Kyle3 · April 26, 2022, 2:41am

I don’t follow what’s being done in the “Memory estimates” section for caching in the URL shortening service.

It states:

Memory estimates: If we want to cache some of the hot URLs that are frequently accessed, how much memory will we need to store them? If we follow the 80-20 rule, meaning 20% of URLs generate 80% of traffic, we would like to cache these 20% hot URLs.

Previously we estimated 300 million total URLs will be stored. So I understand this to mean 60 million URLs (20%) are the cause of 80% of the requests. There are ~1.7 billion requests per day, so ~1.35 billion (80%) of them should be cache hits, leaving ~34 million (20%) as cache misses.

However, the next paragraph goes on to say “To cache 20% of these requests, we will need 170GB of memory.” I think this is an error, but maybe not.
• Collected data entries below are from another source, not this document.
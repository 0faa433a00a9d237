// SPDX-License-Identifier: Apache-2.0 OR MIT
// Copyright (c) 2025-2026 naskel.com

//! Notify-barrier over a mutex/condvar pair.
//!
//! A plain `notify_all` lets the mutating thread run ahead (and mutate
//! again) before a woken waiter re-checks its predicate. With the barrier,
//! the mutator blocks until every waiter registered at notification time
//! has woken and re-checked:
//!
//! ```text
//! mutator:  notified = waiters; notify_all; wait until notified == 0
//! waiter:   waiters += 1
//!           loop { if ready { break }; wait; notified -= 1 (0 => notify_all) }
//!           waiters -= 1
//! ```

use crate::api::Result;
use parking_lot::{Condvar, MutexGuard};

#[derive(Debug, Default)]
pub(crate) struct NotifyBarrier {
    waiters: usize,
    notified: usize,
}

impl NotifyBarrier {
    /// Number of threads currently waiting.
    pub(crate) fn waiters(&self) -> usize {
        self.waiters
    }
}

/// State guarded by a mutex that embeds a [`NotifyBarrier`].
pub(crate) trait HasBarrier {
    fn barrier(&mut self) -> &mut NotifyBarrier;
}

/// Wake every waiter and block until each has re-checked its predicate.
pub(crate) fn notify<T: HasBarrier>(guard: &mut MutexGuard<'_, T>, cond: &Condvar) {
    let barrier = guard.barrier();
    if barrier.waiters == 0 {
        return;
    }
    barrier.notified = barrier.waiters;
    cond.notify_all();
    while guard.barrier().notified > 0 {
        cond.wait(guard);
    }
}

/// Block until `ready` returns `Ok(true)` or fails.
pub(crate) fn wait<T: HasBarrier>(
    guard: &mut MutexGuard<'_, T>,
    cond: &Condvar,
    mut ready: impl FnMut(&mut T) -> Result<bool>,
) -> Result<()> {
    guard.barrier().waiters += 1;
    let result = loop {
        match ready(&mut **guard) {
            Ok(true) => break Ok(()),
            Ok(false) => {}
            Err(e) => break Err(e),
        }
        cond.wait(guard);
        let barrier = guard.barrier();
        if barrier.notified > 0 {
            barrier.notified -= 1;
            if barrier.notified == 0 {
                cond.notify_all();
            }
        }
    };
    guard.barrier().waiters -= 1;
    result
}
// SPDX-License-Identifier: Apache-2.0 OR MIT
// Copyright (c) 2025-2026 naskel.com

//! Typed readers.
//!
//! Samples reach a reader two ways: pulled from the unread queue
//! ([`next_unread`](SingleKeyReader::next_unread),
//! [`all_unread`](SingleKeyReader::all_unread)) or pushed to the callback
//! installed with [`on_samples`](SingleKeyReader::on_samples). Callbacks run
//! on the node's callback executor, never on the caller's thread.

use super::codec::Codec;
use super::filters::Filter;
use super::sample::Sample;
use super::topic::{Element, Key, Topic};
use super::{CallbackReason, ClearHistoryPolicy, DiscardPolicy, Result};
use crate::core::element::{Binding, ElementKind};
use crate::core::sample::Sample as CoreSample;
use crate::protocol::ElementConfig;
use std::sync::Arc;

/// Reader settings. Unset fields fall back to the topic's reader defaults.
#[derive(Clone, Debug, Default, PartialEq)]
pub struct ReaderConfig {
    /// Name seen by writers, `<node>-<topic>-<id>` when unset.
    pub name: Option<String>,
    /// Samples kept in the reader history; negative keeps everything.
    pub sample_count: Option<i32>,
    /// Milliseconds a sample is kept; `0` forever.
    pub sample_lifetime: Option<i32>,
    pub clear_history: Option<ClearHistoryPolicy>,
    pub discard_policy: Option<DiscardPolicy>,
    /// Filter evaluated by writers before sending a sample.
    pub sample_filter: Option<Filter>,
}

impl ReaderConfig {
    pub(crate) fn into_element_config(self) -> ElementConfig {
        ElementConfig {
            name: self.name,
            sample_count: self.sample_count,
            sample_lifetime: self.sample_lifetime,
            clear_history: self.clear_history,
            discard_policy: self.discard_policy,
            sample_filter: self.sample_filter.as_ref().map(Filter::info),
            ..ElementConfig::default()
        }
    }
}

/// State shared by the reader flavours.
struct ReaderElement<K, V, U> {
    element: Element<K, V, U>,
}

impl<K: Key, V: Codec, U: Key> ReaderElement<K, V, U> {
    fn new(topic: &Topic<K, V, U>, binding: Binding, config: ReaderConfig) -> Result<Self> {
        let element =
            topic.create_element(ElementKind::Reader, binding, config.into_element_config())?;
        Ok(Self { element })
    }

    fn all_unread(&self) -> Result<Vec<Sample<K, V, U>>> {
        let unread = self.element.with(|e| e.history.take_unread())?;
        Ok(self.element.samples(&unread))
    }

    fn has_unread(&self) -> Result<bool> {
        self.element.with(|e| e.history.unread() > 0)
    }

    fn wait_for_unread(&self, count: usize) -> Result<()> {
        self.element.core.wait_for_unread(self.element.id, count)
    }

    fn next_unread(&self) -> Result<Sample<K, V, U>> {
        loop {
            let next = self.element.core.next_unread(self.element.id)?;
            if let Some(sample) = self.element.sample(&next) {
                return Ok(sample);
            }
            log::debug!("[READER] skipping sample {} without a typed key", next.id);
        }
    }

    fn on_samples<I, F>(&self, init: I, update: F) -> Result<()>
    where
        I: FnOnce(Vec<Sample<K, V, U>>) + Send + 'static,
        F: Fn(Sample<K, V, U>) + Send + Sync + 'static,
    {
        let values = self.element.topic.shared().values.clone();
        let init_values = values.clone();
        self.element.with(|e| {
            e.on_samples(
                Box::new(move |samples: Vec<Arc<CoreSample>>| {
                    init(
                        samples
                            .iter()
                            .filter_map(|s| Sample::from_core(s, init_values.as_ref()))
                            .collect(),
                    )
                }),
                Arc::new(move |sample: Arc<CoreSample>| {
                    if let Some(sample) = Sample::from_core(&sample, values.as_ref()) {
                        update(sample);
                    }
                }),
            )
        })
    }
}

macro_rules! reader_common {
    () => {
        /// Name seen by writers.
        pub fn name(&self) -> Result<String> {
            self.inner.element.name()
        }

        /// Whether a writer is attached.
        pub fn has_writers(&self) -> Result<bool> {
            self.inner.element.has_listeners()
        }

        /// Block until `count` remote writers are attached.
        pub fn wait_for_writers(&self, count: usize) -> Result<()> {
            self.inner.element.wait_for_listeners(count)
        }

        pub fn wait_for_no_writers(&self) -> Result<()> {
            self.inner.element.wait_for_no_listeners()
        }

        /// Names of the attached writers.
        pub fn connected_writers(&self) -> Result<Vec<String>> {
            self.inner.element.connected_elements()
        }

        /// Keys with at least one attached writer.
        pub fn connected_keys(&self) -> Result<Vec<K>> {
            self.inner.element.connected_keys()
        }

        /// Consume every unread sample, oldest first.
        pub fn all_unread(&self) -> Result<Vec<Sample<K, V, U>>> {
            self.inner.all_unread()
        }

        pub fn has_unread(&self) -> Result<bool> {
            self.inner.has_unread()
        }

        /// Block until at least `count` samples are unread.
        pub fn wait_for_unread(&self, count: usize) -> Result<()> {
            self.inner.wait_for_unread(count)
        }

        /// Block until a sample is unread and consume it.
        pub fn next_unread(&self) -> Result<Sample<K, V, U>> {
            self.inner.next_unread()
        }

        /// `init` runs once with the samples unread so far, `update` for
        /// every sample received afterwards.
        pub fn on_samples<I, F>(&self, init: I, update: F) -> Result<()>
        where
            I: FnOnce(Vec<Sample<K, V, U>>) + Send + 'static,
            F: Fn(Sample<K, V, U>) + Send + Sync + 'static,
        {
            self.inner.on_samples(init, update)
        }

        pub fn on_connected_writers<I, F>(&self, init: I, update: F) -> Result<()>
        where
            I: FnOnce(Vec<String>) + Send + 'static,
            F: Fn(CallbackReason, String) + Send + Sync + 'static,
        {
            self.inner.element.on_connected_elements(init, update)
        }

        pub fn on_connected_keys<I, F>(&self, init: I, update: F) -> Result<()>
        where
            I: FnOnce(Vec<K>) + Send + 'static,
            F: Fn(CallbackReason, K) + Send + Sync + 'static,
        {
            self.inner.element.on_connected_keys(init, update)
        }
    };
}

// ============================================================================
// Reader flavours
// ============================================================================

/// Reader for one key.
pub struct SingleKeyReader<K, V, U = String> {
    inner: ReaderElement<K, V, U>,
    key: K,
}

impl<K: Key, V: Codec, U: Key> SingleKeyReader<K, V, U> {
    pub fn new(topic: &Topic<K, V, U>, key: K, config: ReaderConfig) -> Result<Self> {
        let binding = topic.key_binding(std::slice::from_ref(&key))?;
        let inner = ReaderElement::new(topic, binding, config)?;
        Ok(Self { inner, key })
    }

    pub fn key(&self) -> &K {
        &self.key
    }

    reader_common!();
}

/// Reader for a set of keys, or for any key when the set is empty.
pub struct MultiKeyReader<K, V, U = String> {
    inner: ReaderElement<K, V, U>,
}

impl<K: Key, V: Codec, U: Key> MultiKeyReader<K, V, U> {
    pub fn new(topic: &Topic<K, V, U>, keys: Vec<K>, config: ReaderConfig) -> Result<Self> {
        let binding = topic.key_binding(&keys)?;
        let inner = ReaderElement::new(topic, binding, config)?;
        Ok(Self { inner })
    }

    /// Reader for any key.
    pub fn any_key(topic: &Topic<K, V, U>, config: ReaderConfig) -> Result<Self> {
        Self::new(topic, Vec::new(), config)
    }

    reader_common!();
}

/// Reader for the keys matching a key filter registered on the topic.
pub struct FilteredKeyReader<K, V, U = String> {
    inner: ReaderElement<K, V, U>,
}

impl<K: Key, V: Codec, U: Key> FilteredKeyReader<K, V, U> {
    pub fn new(topic: &Topic<K, V, U>, filter: Filter, config: ReaderConfig) -> Result<Self> {
        let filter = topic
            .shared()
            .key_filters
            .create(&filter.name, &filter.criteria)?;
        let inner = ReaderElement::new(topic, Binding::Filter(filter), config)?;
        Ok(Self { inner })
    }

    reader_common!();
}

#[cfg(test)]
mod tests {
    use super::*;
    use crate::protocol::SampleEvent;

    #[test]
    fn test_reader_config_conversion() {
        let config = ReaderConfig {
            sample_count: Some(3),
            discard_policy: Some(DiscardPolicy::Priority),
            sample_filter: Some(Filter::events(&[SampleEvent::Add])),
            ..Default::default()
        };
        let element = config.into_element_config();
        assert_eq!(element.sample_count, Some(3));
        assert_eq!(element.discard_policy, Some(DiscardPolicy::Priority));
        assert_eq!(element.priority, None);
        let filter = element.sample_filter.expect("sample filter");
        assert_eq!(filter.name, crate::config::EVENT_FILTER);
        assert_eq!(filter.criteria, vec![0]);
    }
}
impl NodeCore {
    pub(crate) fn new(instance: Weak<Instance>) -> Self {
        Self {
            instance,
            sessions: Mutex::new(Sessions::default()),
        }
    }

    fn session(&self, kind: SessionKind, node: &NodeRef) -> Arc<Session> {
        let mut sessions = self.sessions.lock();
        sessions
            .of(kind)
            .entry(node.name.clone())
            .or_insert_with(|| {
                log::debug!("[NODE] new {:?} session with {}", kind, node.name);
                Arc::new(Session::new(kind, node.clone(), self.instance.clone()))
            })
            .clone()
    }

    pub(crate) fn find_session(&self, kind: SessionKind, name: &str) -> Option<Arc<Session>> {
        self.sessions.lock().of(kind).get(name).cloned()
    }

    /// Number of connected sessions of `kind`.
    pub(crate) fn connected_count(&self, kind: SessionKind) -> usize {
        self.sessions
            .lock()
            .of(kind)
            .values()
            .filter(|s| s.is_connected())
            .count()
    }

    // ========================================================================
    // Handshake
    // ========================================================================

    /// Ask the subscriber node `subscriber` to create a session with us.
    pub(crate) fn create_publisher_session(
        &self,
        subscriber: &NodeRef,
        connection: Option<&Arc<dyn Connection>>,
    ) {
        let Some(instance) = self.instance.upgrade() else {
            return;
        };
        if instance.is_shutdown() || subscriber.name == *instance.name {
            return;
        }
        let session = self.session(SessionKind::Publisher, subscriber);
        if session.is_connected() {
            return;
        }
        let identity = Identity::new(NODE_CATEGORY, subscriber.name.clone());
        let Some(proxy) = transport::resolve(subscriber, identity, connection) else {
            log::debug!("[NODE] no route to subscriber {}", subscriber.name);
            return;
        };
        let request = Request::Node(NodeRequest::InitiateCreateSession {
            publisher: instance.node_ref(),
        });
        if let Err(e) = instance.transport.send(&proxy, request) {
            log::debug!("[NODE] initiate session with {} failed: {}", subscriber.name, e);
            self.session_failed(&session, &e);
        }
    }

    /// Create the subscriber session for `publisher` and ask it to connect.
    pub(crate) fn create_subscriber_session(
        &self,
        publisher: &NodeRef,
        connection: Option<&Arc<dyn Connection>>,
    ) {
        let Some(instance) = self.instance.upgrade() else {
            return;
        };
        if instance.is_shutdown() || publisher.name == *instance.name {
            return;
        }
        let session = self.session(SessionKind::Subscriber, publisher);
        if session.is_connected() {
            return;
        }
        let identity = Identity::new(NODE_CATEGORY, publisher.name.clone());
        let Some(proxy) = transport::resolve(publisher, identity, connection) else {
            log::debug!("[NODE] no route to publisher {}", publisher.name);
            return;
        };
        let own = instance.node_ref();
        let request = Request::Node(NodeRequest::CreateSession {
            subscriber: own.clone(),
            subscriber_session: SessionRef {
                node: own,
                facet: session.facet().to_string(),
            },
            from_relay: false,
        });
        let weak = self.instance.clone();
        let name = publisher.name.clone();
        instance.transport.invoke(
            &proxy,
            request,
            Box::new(move |reply: Reply| {
                let Err(e) = reply else {
                    return;
                };
                log::debug!("[NODE] create session with {} failed: {}", name, e);
                if let Some(instance) = weak.upgrade() {
                    instance.node.session_failed(&session, &e);
                }
            }),
        );
    }

    /// Publisher side of `CreateSession`.
    fn create_session(
        &self,
        subscriber: NodeRef,
        subscriber_session: SessionRef,
        current: &Current,
    ) -> Reply {
        let instance = self
            .instance
            .upgrade()
            .ok_or(TransportError::SessionCreation(SessionCreationError::NodeShutdown))?;
        if instance.is_shutdown() {
            return Err(TransportError::SessionCreation(SessionCreationError::NodeShutdown));
        }
        let session = self.session(SessionKind::Publisher, &subscriber);
        if session.is_connected() {
            return Err(TransportError::SessionCreation(SessionCreationError::AlreadyConnected));
        }

        let identity = Identity::new(NODE_CATEGORY, subscriber.name.clone());
        let node_proxy = transport::resolve(
            &subscriber_session.node,
            identity,
            current.connection.as_ref(),
        )
        .ok_or(TransportError::SessionCreation(SessionCreationError::Internal))?;
        let connection = instance.transport.connect(&node_proxy)?;
        let node_proxy = node_proxy.with_connection(connection.clone());
        let proxy = node_proxy.with_facet(subscriber_session.facet);

        let own = instance.node_ref();
        instance.transport.send(
            &node_proxy,
            Request::Node(NodeRequest::ConfirmCreateSession {
                publisher: own.clone(),
                publisher_session: SessionRef {
                    node: own,
                    facet: session.facet().to_string(),
                },
            }),
        )?;
        session.connected(proxy, connection, subscriber);
        Ok(Response::Done)
    }

    /// Subscriber side of `ConfirmCreateSession`.
    fn confirm_create_session(
        &self,
        publisher: NodeRef,
        publisher_session: SessionRef,
        current: &Current,
    ) -> Reply {
        let instance = self
            .instance
            .upgrade()
            .ok_or(TransportError::SessionCreation(SessionCreationError::NodeShutdown))?;
        let session = self
            .find_session(SessionKind::Subscriber, &publisher.name)
            .ok_or(TransportError::SessionCreation(SessionCreationError::SessionNotFound))?;
        if session.is_connected() {
            return Err(TransportError::SessionCreation(SessionCreationError::AlreadyConnected));
        }

        let identity = Identity::new(NODE_CATEGORY, publisher.name.clone());
        let proxy = transport::resolve(
            &publisher_session.node,
            identity,
            current.connection.as_ref(),
        )
        .ok_or(TransportError::SessionCreation(SessionCreationError::Internal))?;
        let connection = instance.transport.connect(&proxy)?;
        let proxy = proxy
            .with_connection(connection.clone())
            .with_facet(publisher_session.facet);
        session.connected(proxy, connection, publisher);
        Ok(Response::Done)
    }

    // ========================================================================
    // Session lifecycle
    // ========================================================================

    /// Retry or remove a session after `err`.
    pub(crate) fn session_failed(&self, session: &Arc<Session>, err: &TransportError) {
        if !session.retry(err) {
            self.remove_session(session);
        }
    }

    pub(crate) fn remove_session(&self, session: &Arc<Session>) {
        let removed = {
            let mut sessions = self.sessions.lock();
            let map = sessions.of(session.kind());
            match map.get(&**session.id()) {
                Some(existing) if Arc::ptr_eq(existing, session) => map.remove(&**session.id()),
                _ => None,
            }
        };
        if removed.is_some() {
            log::debug!("[NODE] removed {:?} session with {}", session.kind(), session.id());
        }
        session.destroy();
    }

    /// Announce a new local topic on every connected session of its role.
    pub(crate) fn announce_topic(&self, topic: &TopicCore) {
        let kind = if topic.is_reader() {
            SessionKind::Subscriber
        } else {
            SessionKind::Publisher
        };
        let sessions: Vec<Arc<Session>> = self.sessions.lock().of(kind).values().cloned().collect();
        for session in sessions {
            if session.is_connected() {
                session.announce_topic(topic);
            }
        }
    }

    /// Destroy every session.
    pub(crate) fn shutdown(&self) {
        let sessions: Vec<Arc<Session>> = {
            let mut sessions = self.sessions.lock();
            let Sessions {
                publishers,
                subscribers,
            } = &mut *sessions;
            publishers
                .drain()
                .chain(subscribers.drain())
                .map(|(_, s)| s)
                .collect()
        };
        for session in sessions {
            session.destroy();
        }
    }

    // ========================================================================
    // Dispatch
    // ========================================================================

    fn dispatch_node(&self, current: &Current, request: NodeRequest, responder: Responder) {
        match request {
            NodeRequest::InitiateCreateSession { publisher } => {
                self.create_subscriber_session(&publisher, current.connection.as_ref());
                responder.respond(Ok(Response::Done));
            }
            NodeRequest::CreateSession {
                subscriber,
                subscriber_session,
                ..
            } => {
                let reply = self.create_session(subscriber, subscriber_session, current);
                if let Err(e) = &reply {
                    log::debug!("[NODE] rejected session creation: {}", e);
                }
                responder.respond(reply);
            }
            NodeRequest::ConfirmCreateSession {
                publisher,
                publisher_session,
            } => {
                let reply = self.confirm_create_session(publisher, publisher_session, current);
                if let Err(e) = &reply {
                    log::debug!("[NODE] ignored session confirmation: {}", e);
                }
                responder.respond(reply);
            }
        }
    }

    fn dispatch_session(&self, current: &Current, request: SessionRequest) {
        let session = current
            .facet
            .split_once('/')
            .and_then(|(prefix, peer)| match prefix {
                crate::config::PUBLISHER_FACET => self.find_session(SessionKind::Publisher, peer),
                crate::config::SUBSCRIBER_FACET => {
                    self.find_session(SessionKind::Subscriber, peer)
                }
                _ => None,
            });
        match session {
            Some(session) => session.dispatch(current, request),
            None => log::trace!(
                "[NODE] no session for facet `{}`, dropping {}",
                current.facet,
                request.name()
            ),
        }
    }
}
Why would we cache 20% of requests… where does this come from? I thought we are caching the top 20% of URLs, which result in cache hits on 80% of requests.

To cache 20% of these requests, we will need 170GB of memory.

0.2 * 1.7 billion * 500 bytes = ~170GB

I am further lost by this calculation. Isn’t this ~170GB the amount of bandwidth spent on cache misses? Caching 20% of the total 300 million URLs would require only ~27 GB (300 million * 20% * 500 bytes).

Can someone tell me if/where I’ve gone wrong?

Ateeq_Ur_Rehman_Baig · April 27, 2022, 6:16am

Hi @Kyle3

The cache estimations are based on the incoming requests rather than the stored records. Out of 100 requests per day, the cached 20 requests would be the meat of the matter. In other words, 80 different requests per day would map to the same 20 URLs over and over again. That’s why the author is caching the 20% of the incoming hot URL requests that actually matter.

Moreover, the total URLs to be stored would be 30 Billion or 30000 Million. Caching 20% of them would result in (30 Billion * 20% * 500) = 3000 GB. So, caching based on requests would make more sense rather than the stored URLs.

Kyle3 · April 27, 2022, 2:18pm

Thanks @Ateeq_Ur_Rehman_Baig, you’re right. I somehow had 300 million in mind when it should’ve been 300 billion. What you said makes sense.